• _DATA EXCERPTS_:

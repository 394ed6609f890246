use chrono::{Datelike, Utc};
use serde::Serialize;
use utoipa::ToSchema;

use crate::signup::Role;

/// Icon names, rendered by the front-end from its own icon set
#[derive(Debug, Clone, Copy, PartialEq, Eq, Serialize, ToSchema)]
#[serde(rename_all = "kebab-case")]
pub enum Icon {
    Award,
    BarChart,
    Briefcase,
    Building,
    Clock,
    FileText,
    LayoutDashboard,
    MessageSquare,
    Plus,
    Search,
    Shield,
    Target,
    TrendingUp,
    Users,
}

impl Icon {
    pub fn as_str(self) -> &'static str {
        match self {
            Icon::Award => "award",
            Icon::BarChart => "bar-chart",
            Icon::Briefcase => "briefcase",
            Icon::Building => "building",
            Icon::Clock => "clock",
            Icon::FileText => "file-text",
            Icon::LayoutDashboard => "layout-dashboard",
            Icon::MessageSquare => "message-square",
            Icon::Plus => "plus",
            Icon::Search => "search",
            Icon::Shield => "shield",
            Icon::Target => "target",
            Icon::TrendingUp => "trending-up",
            Icon::Users => "users",
        }
    }
}

#[derive(Debug, Clone, Copy, PartialEq, Eq, Serialize, ToSchema)]
pub struct StatEntry {
    pub icon: Icon,
    pub label: &'static str,
    pub value: &'static str,
}

#[derive(Debug, Clone, Copy, PartialEq, Eq, Serialize, ToSchema)]
pub struct AnalyticsEntry {
    pub icon: Icon,
    pub value: &'static str,
    pub label: &'static str,
    pub growth: &'static str,
    pub icon_color: &'static str,
    pub background_color: &'static str,
    pub badge_color: &'static str,
}

#[derive(Debug, Clone, Copy, PartialEq, Eq, Serialize, ToSchema)]
pub struct FeatureEntry {
    pub icon: Icon,
    pub title: &'static str,
    pub description: &'static str,
}

#[derive(Debug, Clone, Copy, PartialEq, Eq, Serialize, ToSchema)]
pub struct CallToAction {
    pub label: &'static str,
    pub route: &'static str,
}

#[derive(Debug, Clone, PartialEq, Eq, Serialize, ToSchema)]
pub struct HeroContent {
    pub headline: &'static str,
    pub headline_accent: &'static str,
    pub subheading: &'static str,
    pub find_jobs: CallToAction,
    pub post_job: CallToAction,
    pub stats: Vec<StatEntry>,
}

#[derive(Debug, Clone, PartialEq, Eq, Serialize, ToSchema)]
pub struct AnalyticsContent {
    pub title: &'static str,
    pub title_accent: &'static str,
    pub subtitle: &'static str,
    pub entries: Vec<AnalyticsEntry>,
}

#[derive(Debug, Clone, PartialEq, Eq, Serialize, ToSchema)]
pub struct FeaturesContent {
    pub title: &'static str,
    pub title_accent: &'static str,
    pub subtitle: &'static str,
    pub job_seekers: Vec<FeatureEntry>,
    pub employers: Vec<FeatureEntry>,
}

#[derive(Debug, Clone, PartialEq, Eq, Serialize, ToSchema)]
pub struct FooterContent {
    pub brand: &'static str,
    pub taglines: Vec<&'static str>,
    pub copyright: String,
    pub credits: &'static str,
}

/// Everything the landing page shows, for one viewer
#[derive(Debug, Clone, PartialEq, Eq, Serialize, ToSchema)]
pub struct LandingPage {
    pub hero: HeroContent,
    pub analytics: AnalyticsContent,
    pub features: FeaturesContent,
    pub footer: FooterContent,
}

/// Who is looking at the page; the hero's "Post a Job" target depends on it
#[derive(Debug, Clone, Copy, PartialEq, Eq, Default)]
pub enum Viewer {
    #[default]
    Anonymous,
    Authenticated(Role),
}

pub const BRAND: &str = "JobPortal";
pub const FIND_JOBS_ROUTE: &str = "/find-jobs";
pub const EMPLOYER_DASHBOARD_ROUTE: &str = "/employer-dashboard";
pub const LOGIN_ROUTE: &str = "/login";

pub const HERO_STATS: [StatEntry; 3] = [
    StatEntry {
        icon: Icon::Users,
        label: "Active Users",
        value: "2.4M+",
    },
    StatEntry {
        icon: Icon::Building,
        label: "Companies",
        value: "50K+",
    },
    StatEntry {
        icon: Icon::TrendingUp,
        label: "Jobs Posted",
        value: "150K+",
    },
];

const GROWTH_BADGE: &str = "bg-green-100 text-green-800";

pub const ANALYTICS: [AnalyticsEntry; 4] = [
    AnalyticsEntry {
        icon: Icon::Users,
        value: "2.4M+",
        label: "Active Users",
        growth: "+15%",
        icon_color: "text-blue-600",
        background_color: "bg-blue-100",
        badge_color: GROWTH_BADGE,
    },
    AnalyticsEntry {
        icon: Icon::Briefcase,
        value: "150K+",
        label: "Jobs Posted",
        growth: "+22%",
        icon_color: "text-purple-600",
        background_color: "bg-purple-100",
        badge_color: GROWTH_BADGE,
    },
    AnalyticsEntry {
        icon: Icon::Target,
        value: "89K+",
        label: "Successful Hires",
        growth: "+18%",
        icon_color: "text-indigo-600",
        background_color: "bg-indigo-100",
        badge_color: GROWTH_BADGE,
    },
    AnalyticsEntry {
        icon: Icon::TrendingUp,
        value: "94%",
        label: "Match Rate",
        growth: "+8%",
        icon_color: "text-red-600",
        background_color: "bg-red-100",
        badge_color: GROWTH_BADGE,
    },
];

pub const JOB_SEEKER_FEATURES: [FeatureEntry; 4] = [
    FeatureEntry {
        icon: Icon::Search,
        title: "Smart Job Matching",
        description: "AI-powered algorithm matches you with relevant opportunities based on your skills and preferences.",
    },
    FeatureEntry {
        icon: Icon::FileText,
        title: "Resume Builder",
        description: "Create professional resumes with our intuitive builder and templates designed for job seekers.",
    },
    FeatureEntry {
        icon: Icon::MessageSquare,
        title: "Application Tracking",
        description: "Easily track all your applications and stay updated on your hiring progress in one place.",
    },
    FeatureEntry {
        icon: Icon::Award,
        title: "Skill Assessments",
        description: "Showcase your abilities with verified skill tests and stand out to employers.",
    },
];

pub const EMPLOYER_FEATURES: [FeatureEntry; 4] = [
    FeatureEntry {
        icon: Icon::Users,
        title: "Talent Pool Access",
        description: "Access our vast database of pre-screened candidates and find the perfect fit for your team.",
    },
    FeatureEntry {
        icon: Icon::BarChart,
        title: "Analytics Dashboard",
        description: "Track your hiring performance with detailed analytics and insights on candidate engagement.",
    },
    FeatureEntry {
        icon: Icon::Shield,
        title: "Verified Candidates",
        description: "All candidates undergo background verification to ensure you're hiring trustworthy professionals.",
    },
    FeatureEntry {
        icon: Icon::Clock,
        title: "Quick Hiring",
        description: "Streamlined hiring process reduces time-to-hire by 60% with automated screening tools.",
    },
];

/// Where "Post a Job" leads: employers to their dashboard, everyone else to login
pub fn post_job_route(viewer: Viewer) -> &'static str {
    match viewer {
        Viewer::Authenticated(Role::Employer) => EMPLOYER_DASHBOARD_ROUTE,
        Viewer::Authenticated(Role::JobSeeker) | Viewer::Anonymous => LOGIN_ROUTE,
    }
}

pub fn hero(viewer: Viewer) -> HeroContent {
    HeroContent {
        headline: "Find Your Dream Job or",
        headline_accent: "Perfect Hire",
        subheading: "Connect talented professionals with innovative companies. \
                     Your next career move or perfect candidate is just one click away.",
        find_jobs: CallToAction {
            label: "Find Jobs",
            route: FIND_JOBS_ROUTE,
        },
        post_job: CallToAction {
            label: "Post a Job",
            route: post_job_route(viewer),
        },
        stats: HERO_STATS.to_vec(),
    }
}

pub fn analytics() -> AnalyticsContent {
    AnalyticsContent {
        title: "Platform",
        title_accent: "Analytics",
        subtitle: "Real-time insights and data-driven results that showcase the power of our \
                   platform in connecting talent with opportunities.",
        entries: ANALYTICS.to_vec(),
    }
}

pub fn features() -> FeaturesContent {
    FeaturesContent {
        title: "Everything You Need to",
        title_accent: "Succeed",
        subtitle: "Whether you're looking for your next opportunity or the perfect candidate, \
                   we have the tools and features to make it happen.",
        job_seekers: JOB_SEEKER_FEATURES.to_vec(),
        employers: EMPLOYER_FEATURES.to_vec(),
    }
}

pub fn footer_for_year(year: i32) -> FooterContent {
    FooterContent {
        brand: BRAND,
        taglines: vec![
            "Connecting talented professionals with innovative companies worldwide.",
            "Your career success is our mission.",
        ],
        copyright: format!("© {year} Time To Program. All rights reserved."),
        credits: "Made with ♥ Happy Coding",
    }
}

pub fn footer() -> FooterContent {
    footer_for_year(Utc::now().year())
}

pub fn landing_page(viewer: Viewer) -> LandingPage {
    LandingPage {
        hero: hero(viewer),
        analytics: analytics(),
        features: features(),
        footer: footer(),
    }
}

• _WHAT IS REQUIRED_:
Every line that contains the string "opportunities" should be copied from the entries.

• _SOLUTION TO THE EXERCISE_:
        description: "AI-powered algorithm matches you with relevant opportunities based on your skills and preferences.",
                   platform in connecting talent with opportunities.",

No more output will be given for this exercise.